Big cheeses at the Mozzarella Foundation have penned a stiff letter to Microsoft's CEO over changes made to default settings in Windows 10. 

Mozilla CEO Chris Beard said that user choice has now been all but removed in Windows 10.

He wrote:

"The upgrade now be purposefully designed to throw away the choices its customers have made about the Internet experience they want...On the user choice benchmark, Microsoft's Windows 10 falls woefully short, even when compared to its own past versions. While it is technically possible for people to preserve their previous settings and defaults, the design of the new Windows 10 upgrade experience and user interface does not make this obvious nor easy."

Mozilla has complained about all the issues they have with the new version of Windows.

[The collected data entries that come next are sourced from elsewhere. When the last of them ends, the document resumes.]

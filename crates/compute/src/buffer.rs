use std::fmt;

use crate::Device;

/// How a buffer is declared to the backend. Affects binding rules only.
#[derive(Debug, Clone, Copy, PartialEq, Eq, Hash)]
pub enum BufferKind {
    Constant,
    Structured { element_stride: usize },
}

/// Role a buffer plays in the next dispatch.
#[derive(Debug, Clone, Copy, PartialEq, Eq, Hash)]
pub enum BufferBinding {
    Constant,
    Input,
    Output,
}

/// Whether the GPU may hold bytes the staging copy has not seen yet.
#[derive(Debug, Clone, Copy, PartialEq, Eq, Hash, Default)]
pub enum Residency {
    #[default]
    Clean,
    PendingGpuWrite,
}

impl Residency {
    /// Binding as output assumes the dispatch writes; other roles leave the
    /// flag as it was.
    #[must_use]
    pub const fn bind(self, binding: BufferBinding) -> Self {
        match binding {
            BufferBinding::Output => Residency::PendingGpuWrite,
            BufferBinding::Constant | BufferBinding::Input => self,
        }
    }

    #[must_use]
    pub const fn needs_sync(self) -> bool {
        matches!(self, Residency::PendingGpuWrite)
    }
}

/// GPU storage of fixed length with a CPU-visible staging copy.
///
/// Owned by the caller. Dropping it releases the native allocation; it must
/// not be dropped while work that references it is still unwaited.
pub struct Buffer<D: Device> {
    pub(crate) raw: D::Buffer,
    len: usize,
    kind: BufferKind,
    pub(crate) residency: Residency,
}

impl<D: Device> Buffer<D> {
    pub(crate) fn new(raw: D::Buffer, len: usize, kind: BufferKind) -> Self {
        Self {
            raw,
            len,
            kind,
            residency: Residency::Clean,
        }
    }

    /// Size in bytes, fixed at creation.
    #[must_use]
    pub fn len(&self) -> usize {
        self.len
    }

    #[must_use]
    pub fn is_empty(&self) -> bool {
        self.len == 0
    }

    #[must_use]
    pub fn kind(&self) -> BufferKind {
        self.kind
    }

    #[must_use]
    pub fn residency(&self) -> Residency {
        self.residency
    }

    pub(crate) fn check_range(&self, offset: usize, size: usize) {
        let end = offset.checked_add(size);
        assert!(
            end.is_some_and(|end| end <= self.len),
            "buffer access out of range: offset {offset} + size {size} exceeds buffer length {}",
            self.len
        );
    }
}

impl<D: Device> fmt::Debug for Buffer<D> {
    fn fmt(&self, f: &mut fmt::Formatter<'_>) -> fmt::Result {
        f.debug_struct("Buffer")
            .field("len", &self.len)
            .field("kind", &self.kind)
            .field("residency", &self.residency)
            .finish_non_exhaustive()
    }
}
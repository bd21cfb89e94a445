use std::process::Command;

use anyhow::Context;
use colored::*;

use crate::constants::PROBE_TARGET;

/// Run the `ssh -T` connectivity probe and let it print its own output.
///
/// GitHub closes the session with a non-zero status even when authentication
/// succeeds, so the exit status carries no signal and is not inspected.
/// A spawn failure (ssh not installed) is only a warning; the probe is
/// informational everywhere it is used.
pub fn test_connection() {
    if let Err(e) = Command::new("ssh").arg("-T").arg(PROBE_TARGET).status() {
        eprintln!("{} failed to run ssh: {}", "warning:".yellow().bold(), e);
    }
}

/// Set `user.name` and `user.email` in the local git configuration.
pub fn set_identity(name: &str, email: &str) -> anyhow::Result<()> {
    run_git_config(&["user.name", name])?;
    run_git_config(&["user.email", email])?;
    Ok(())
}

/// Print the git configuration with the file each value came from.
pub fn show_config() -> anyhow::Result<()> {
    run_git_config(&["--list", "--show-origin"])
}

fn run_git_config(args: &[&str]) -> anyhow::Result<()> {
    let status = Command::new("git")
        .arg("config")
        .args(args)
        .status()
        .context("failed to run git")?;
    if !status.success() {
        eprintln!(
            "{} git config {} exited with {}",
            "warning:".yellow().bold(),
            args.join(" "),
            status
        );
    }
    Ok(())
}
use std::fs;
use std::path::Path;

use anyhow::Context;
use once_cell::sync::Lazy;
use regex::Regex;

use crate::constants::{DEFAULT_KEY_FILE_NAME, IDENTITY_FILE_PREFIX};
use crate::types::Account;

/// Loose email-shaped pattern used for extraction. Deliberately has no TLD
/// requirement so the `user@host` comment of any public key matches.
static EMAIL_EXTRACT: Lazy<Regex> = Lazy::new(|| {
    Regex::new(r"[A-Za-z0-9._%+-]+@[A-Za-z0-9._%+-]+").expect("valid email pattern")
});

/// List identity files in `ssh_dir` and pair each with the first email-shaped
/// substring found in its content. Files without one are skipped.
///
/// Order is whatever the directory iterator yields; no sorting is applied, so
/// the selection numbers a caller presents are only stable for the current
/// run.
pub fn scan_accounts(ssh_dir: &Path) -> anyhow::Result<Vec<Account>> {
    let mut accounts = Vec::new();
    for entry in read_identity_dir(ssh_dir)? {
        let (file_name, path) = entry?;
        let content = fs::read_to_string(&path)
            .with_context(|| format!("failed to read {}", path.display()))?;
        if let Some(m) = EMAIL_EXTRACT.find(&content) {
            accounts.push(Account {
                email: m.as_str().to_string(),
                file_name,
            });
        }
    }
    Ok(accounts)
}

/// Extract every email-shaped substring from every identity file in
/// `ssh_dir`, in file order then match order. Used by the listing mode,
/// which prints all labels rather than one per file.
pub fn collect_emails(ssh_dir: &Path) -> anyhow::Result<Vec<String>> {
    let mut emails = Vec::new();
    for entry in read_identity_dir(ssh_dir)? {
        let (_, path) = entry?;
        let content = fs::read_to_string(&path)
            .with_context(|| format!("failed to read {}", path.display()))?;
        for m in EMAIL_EXTRACT.find_iter(&content) {
            emails.push(m.as_str().to_string());
        }
    }
    Ok(emails)
}

/// Copy `file_name` from `ssh_dir` over the default key path, making it the
/// active identity. Overwrites any previous active key without confirmation.
pub fn activate(ssh_dir: &Path, file_name: &str) -> anyhow::Result<()> {
    let src = ssh_dir.join(file_name);
    let dst = ssh_dir.join(DEFAULT_KEY_FILE_NAME);
    fs::copy(&src, &dst)
        .with_context(|| format!("failed to copy {} to {}", src.display(), dst.display()))?;
    Ok(())
}

/// Iterate `ssh_dir`, yielding `(file_name, path)` for entries whose name
/// starts with the identity prefix.
fn read_identity_dir(
    ssh_dir: &Path,
) -> anyhow::Result<impl Iterator<Item = anyhow::Result<(String, std::path::PathBuf)>>> {
    let dir = fs::read_dir(ssh_dir)
        .with_context(|| format!("failed to list {}", ssh_dir.display()))?;
    Ok(dir.filter_map(|entry| match entry {
        Ok(entry) => {
            let file_name = entry.file_name().to_string_lossy().into_owned();
            if file_name.starts_with(IDENTITY_FILE_PREFIX) {
                Some(Ok((file_name, entry.path())))
            } else {
                None
            }
        }
        Err(e) => Some(Err(e.into())),
    }))
}

#[cfg(test)]
mod tests {
    use super::*;
    use std::fs;

    #[test]
    fn scan_skips_unrelated_and_email_less_files() {
        let dir = tempfile::tempdir().unwrap();
        fs::write(dir.path().join("id_a"), "key comment alice@example.com").unwrap();
        fs::write(dir.path().join("id_empty"), "no address here").unwrap();
        fs::write(dir.path().join("notes.txt"), "carol@example.com").unwrap();

        let accounts = scan_accounts(dir.path()).unwrap();
        assert_eq!(accounts.len(), 1);
        assert_eq!(accounts[0].email, "alice@example.com");
        assert_eq!(accounts[0].file_name, "id_a");
    }

    #[test]
    fn scan_takes_first_email_only() {
        let dir = tempfile::tempdir().unwrap();
        fs::write(dir.path().join("id_multi"), "first@example.com second@example.com").unwrap();

        let accounts = scan_accounts(dir.path()).unwrap();
        assert_eq!(accounts.len(), 1);
        assert_eq!(accounts[0].email, "first@example.com");
    }

    #[test]
    fn collect_returns_every_match() {
        let dir = tempfile::tempdir().unwrap();
        fs::write(dir.path().join("id_multi"), "first@example.com second@example.com").unwrap();
        fs::write(dir.path().join("id_other"), "third@example.com").unwrap();

        let mut emails = collect_emails(dir.path()).unwrap();
        emails.sort();
        assert_eq!(
            emails,
            vec!["first@example.com", "second@example.com", "third@example.com"]
        );
    }

    #[test]
    fn extraction_matches_host_style_comments() {
        // Public key comments like user@hostname have no TLD.
        assert!(EMAIL_EXTRACT.is_match("ssh-ed25519 AAAA... alice@workstation"));
    }

    #[test]
    fn activate_overwrites_default_key() {
        let dir = tempfile::tempdir().unwrap();
        fs::write(dir.path().join("id_b"), b"bob private key bytes").unwrap();
        fs::write(dir.path().join(DEFAULT_KEY_FILE_NAME), b"old content").unwrap();

        activate(dir.path(), "id_b").unwrap();
        let active = fs::read(dir.path().join(DEFAULT_KEY_FILE_NAME)).unwrap();
        assert_eq!(active, b"bob private key bytes");
    }

    #[test]
    fn activate_fails_on_missing_source() {
        let dir = tempfile::tempdir().unwrap();
        assert!(activate(dir.path(), "id_missing").is_err());
    }
}
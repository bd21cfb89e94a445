use std::path::{Path, PathBuf};
use std::process::Command;

use anyhow::Context;
use colored::*;
use once_cell::sync::Lazy;
use regex::Regex;

use crate::constants::generated_key_file_name;

/// Strict `localpart@domain.tld` shape. Key generation labels keys with this
/// email as the comment, so it is validated harder than the extraction
/// pattern in `accounts`.
static EMAIL_VALID: Lazy<Regex> = Lazy::new(|| {
    Regex::new(r"^[A-Za-z0-9._%+-]+@[A-Za-z0-9.-]+\.[A-Za-z]{2,}$").expect("valid email pattern")
});

/// Parse a requested identity count. Accepts integers in `[0, 9]` only.
pub fn parse_account_count(input: &str) -> Option<u32> {
    match input.trim().parse::<u32>() {
        Ok(n) if n <= 9 => Some(n),
        _ => None,
    }
}

pub fn is_valid_email(email: &str) -> bool {
    EMAIL_VALID.is_match(email)
}

/// Run `ssh-keygen` for the account at `index`, labelling the key with
/// `email`. Stdio is inherited so ssh-keygen can prompt for a passphrase.
///
/// Returns the private key path on success, or `None` if ssh-keygen exited
/// non-zero (surfaced as a warning; later indexes are still attempted).
/// Spawn failures propagate as errors.
pub fn generate_key(ssh_dir: &Path, index: u32, email: &str) -> anyhow::Result<Option<PathBuf>> {
    let key_path = ssh_dir.join(generated_key_file_name(index));
    let status = Command::new("ssh-keygen")
        .arg("-t")
        .arg("ed25519")
        .arg("-C")
        .arg(email)
        .arg("-f")
        .arg(&key_path)
        .status()
        .context("failed to run ssh-keygen")?;
    if !status.success() {
        eprintln!(
            "{} ssh-keygen exited with {} for {}",
            "warning:".yellow().bold(),
            status,
            key_path.display()
        );
        return Ok(None);
    }
    Ok(Some(key_path))
}

#[cfg(test)]
mod tests {
    use super::*;

    #[test]
    fn count_accepts_zero_through_nine() {
        assert_eq!(parse_account_count("0"), Some(0));
        assert_eq!(parse_account_count("9"), Some(9));
        assert_eq!(parse_account_count(" 3 "), Some(3));
    }

    #[test]
    fn count_rejects_out_of_range_and_garbage() {
        assert_eq!(parse_account_count("10"), None);
        assert_eq!(parse_account_count("-1"), None);
        assert_eq!(parse_account_count("3.5"), None);
        assert_eq!(parse_account_count("abc"), None);
        assert_eq!(parse_account_count(""), None);
    }

    #[test]
    fn email_validation_requires_tld() {
        assert!(is_valid_email("alice@example.com"));
        assert!(is_valid_email("first.last+tag@sub.example.co"));
        assert!(!is_valid_email("alice@workstation"));
        assert!(!is_valid_email("not-an-email"));
        assert!(!is_valid_email("@example.com"));
        assert!(!is_valid_email("alice@example.c"));
    }
}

These include the fact the default API settings are now less intuitive and make it harder for users to use third-party apps, with changing your defaults needing twice as many clicks compared to previous versions of Windows.

The letter ends:

"We strongly urge you to reconsider your business tactic here and again respect people's right to choice and control of their online experience by making it easier, more obvious and intuitive for people to preserve the choices they have already made through the upgrade experience. It should be easier for people to assert new choices and preferences, not just for other Microsoft products, through the default settings APIs and user interfaces."

Well that told him. We don't think it will have as much effect as those who moaned about being charged to play Solitaire.  But Microsoft has been fined for doing this sort of antitrust stuff before.